OZAUKEE COUNTY, Wis. — In the Badger State, agriculture is a near $105 billion industry, according to the Department of Agriculture, Trade and Consumer Protection (DATCP). It's an industry constantly looking toward innovation and profitability.
The I-Team saw how Ozaukee County farmers are using state funding to help retain soil and water, a state-wide effort to improve farming methods and stop contaminated run-off.
"This is probably the poorest ground Ozaukee County has to offer, so if we can prove it works here, we can do it everywhere," Matt Winkler said as he showed others his farming conservation efforts.
Winkler is a dairy farmer in Belgium and the vice president of Clean Farm Families of Ozaukee County. It's a group of farmers who are dedicated to improving soil retention and water conservation.
Since 2016, the group has been part of the Producer-Led Water Shed Program. It's a state-wide initiative that gives farmers money to implement different farming methods.
"Farmers are great stewards of their land," DATCP Secretary Randy Romanski said.
Romanski recently went to several Ozaukee County farms to see how the grants are working firsthand.
"The good work that the farm families and the farm groups have done is really showing that the program works as intended," Romanski explained.
For the last few years, through this program, farmers like Winkler and Bob Roden stopped tilling their land. It is a century-old method that turns over soil.
"We were always doing a lot of tillage, and the more you disrupt the ground, and the more tillage you do, the more soil loss you have, and that's the number one thing here is to save the soil, keep the soil on the land. If you keep the soil on the land, keep the pollution out of the waters," Roden said.

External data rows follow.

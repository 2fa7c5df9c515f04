use chrono::{DateTime, FixedOffset};
use serde::Serialize;
use std::collections::{HashMap, HashSet};

use crate::error::GitVisionError;
use crate::git::repository::{LogEntry, Repository};
use crate::highlight::collaborators::Notifier;
use crate::highlight::options::SessionOptions;
use crate::utils::debug_log;

/// Blame reports lines that are not committed yet under this hash
pub const UNCOMMITTED_HASH: &str = "0000000000000000000000000000000000000000";
pub const UNCOMMITTED_MESSAGE: &str = "Uncommitted changes";

#[derive(Debug, Clone, PartialEq, Eq, Serialize)]
pub struct CommitRecord {
    pub hash: String,
    /// Selection key. Numbered (`"3) fix parser"`) when merges are trimmed.
    pub message: String,
    /// None only for the uncommitted-changes entry
    pub date: Option<DateTime<FixedOffset>>,
    pub is_merge: bool,
    pub parents: Vec<String>,
}

impl CommitRecord {
    fn uncommitted() -> Self {
        CommitRecord {
            hash: UNCOMMITTED_HASH.to_string(),
            message: UNCOMMITTED_MESSAGE.to_string(),
            date: None,
            is_merge: false,
            parents: Vec::new(),
        }
    }

    fn from_entry(entry: LogEntry) -> Self {
        CommitRecord {
            is_merge: entry.parents.len() > 1,
            hash: entry.hash,
            message: entry.subject,
            date: Some(entry.date),
            parents: entry.parents,
        }
    }
}

/// Message-keyed view of the repository history, built once per session.
pub struct CommitResolver {
    repo: Option<Repository>,
    /// Selectable records, uncommitted entry first, then log order
    records: Vec<CommitRecord>,
    by_message: HashMap<String, usize>,
    by_hash: HashMap<String, usize>,
    /// Undecorated record for every commit in the log, selectable or not
    history: HashMap<String, CommitRecord>,
}

impl CommitResolver {
    /// Read the full log. Failure leaves an empty index and tells the user.
    pub fn initialize(
        repo: &Repository,
        options: &SessionOptions,
        notifier: &dyn Notifier,
    ) -> CommitResolver {
        match repo.log_entries() {
            Ok(entries) => {
                let mut resolver = CommitResolver::from_log(entries, options);
                resolver.repo = Some(repo.clone());
                resolver
            }
            Err(e) => {
                debug_log(&format!("git log failed: {}", e));
                notifier.error("Error getting git log");
                CommitResolver::empty()
            }
        }
    }

    fn empty() -> CommitResolver {
        CommitResolver {
            repo: None,
            records: Vec::new(),
            by_message: HashMap::new(),
            by_hash: HashMap::new(),
            history: HashMap::new(),
        }
    }

    /// Build the index from already parsed log entries (newest first)
    pub fn from_log(entries: Vec<LogEntry>, options: &SessionOptions) -> CommitResolver {
        let mut resolver = CommitResolver::empty();
        resolver.push(CommitRecord::uncommitted());

        let mut ordinal = 0usize;
        let mut merges_ignored = 0usize;
        for entry in entries {
            let raw = CommitRecord::from_entry(entry);
            resolver.history.insert(raw.hash.clone(), raw.clone());

            if !options.trim_merges {
                resolver.push(raw);
                continue;
            }
            let keep = if options.merges_only {
                raw.is_merge
            } else {
                !raw.is_merge
            };
            if keep {
                ordinal += 1;
                let message = format!("{}) {}", ordinal, raw.message);
                resolver.push(CommitRecord { message, ..raw });
            } else {
                merges_ignored += 1;
            }
        }

        if options.trim_merges && !options.merges_only {
            debug_log(&format!(
                "{} merge commits removed from the commit list",
                merges_ignored
            ));
        }
        resolver
    }

    // Later records win the message slot, matching a plain map insert in log order
    fn push(&mut self, record: CommitRecord) {
        let idx = self.records.len();
        if let Some(previous) = self.by_message.insert(record.message.clone(), idx) {
            debug_log(&format!(
                "duplicate commit message '{}': {} replaces {}",
                record.message, record.hash, self.records[previous].hash
            ));
        }
        self.by_hash.insert(record.hash.clone(), idx);
        self.records.push(record);
    }

    pub fn is_empty(&self) -> bool {
        self.by_message.is_empty()
    }

    /// Every selectable record in index order
    pub fn records(&self) -> impl Iterator<Item = &CommitRecord> {
        self.records
            .iter()
            .enumerate()
            .filter(|(idx, r)| self.by_message.get(&r.message) == Some(idx))
            .map(|(_, r)| r)
    }

    pub fn lookup(&self, message: &str) -> Option<&CommitRecord> {
        self.by_message.get(message).map(|&idx| &self.records[idx])
    }

    pub fn record_for_hash(&self, hash: &str) -> Option<&CommitRecord> {
        self.by_hash
            .get(hash)
            .map(|&idx| &self.records[idx])
            .or_else(|| self.history.get(hash))
    }

    /// Hashes for `messages` in first-seen order. Unknown messages are skipped.
    pub fn resolve<'m, I>(&self, messages: I) -> Vec<String>
    where
        I: IntoIterator<Item = &'m str>,
    {
        let mut seen = HashSet::new();
        let mut hashes = Vec::new();
        for message in messages {
            match self.lookup(message) {
                Some(record) => {
                    if seen.insert(record.hash.clone()) {
                        hashes.push(record.hash.clone());
                    }
                }
                None => debug_log(&format!("no commit found for message '{}'", message)),
            }
        }
        hashes
    }

    /// `message -> date` pairs for the commit list, in index order
    pub fn commit_list(&self) -> Vec<(String, Option<DateTime<FixedOffset>>)> {
        self.records()
            .map(|r| (r.message.clone(), r.date))
            .collect()
    }

    /// The commits `hash` brought in relative to its first parent, itself included.
    pub fn siblings_of(&self, hash: &str) -> Vec<CommitRecord> {
        let Some(repo) = &self.repo else {
            return Vec::new();
        };
        let hashes = match repo.merge_range_hashes(hash) {
            Ok(hashes) => hashes,
            Err(e) => {
                debug_log(&format!("could not list commits merged by {}: {}", hash, e));
                return Vec::new();
            }
        };
        hashes
            .into_iter()
            .filter_map(|h| match self.record_for_hash(&h) {
                Some(record) => Some(record.clone()),
                None => self.record_from_show(repo, &h).ok(),
            })
            .collect()
    }

    fn record_from_show(
        &self,
        repo: &Repository,
        hash: &str,
    ) -> Result<CommitRecord, GitVisionError> {
        let subject = repo.commit_subject(hash)?;
        Ok(CommitRecord {
            hash: hash.to_string(),
            message: subject,
            date: None,
            is_merge: false,
            parents: Vec::new(),
        })
    }
}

Roden's been tilling his more than 2,500 acres of land for decades. With state funding, he and others switched to cover crops instead. Those are crops planted during the off-season to cover the soil instead of being harvested, which farmers said better retains the quality of the soil.
"With our cover crops, we seem to have a lot less soil erosion. By having the cover crops, we can surface supply the manure, not disrupting the soil, and the crop is growing and taking up the nutrients rather than not having a crop, putting that manure on the field, with the possibility of running into your streams and rivers and that stuff getting into your lakes," Roden explained.
You can see the two methods right off Highway 57 in Saulkville. Farmers tell the I-Team, with better soil comes better water retention.
"Conventional tilled ground will only infiltrate about a quarter inch of rain an hour. This farm here, we had it tested last year, we're infiltrating two inches of water an hour," Winkler said.
A massive change in farming that helps farmers and prevents contaminated run-off from getting into your drinking water.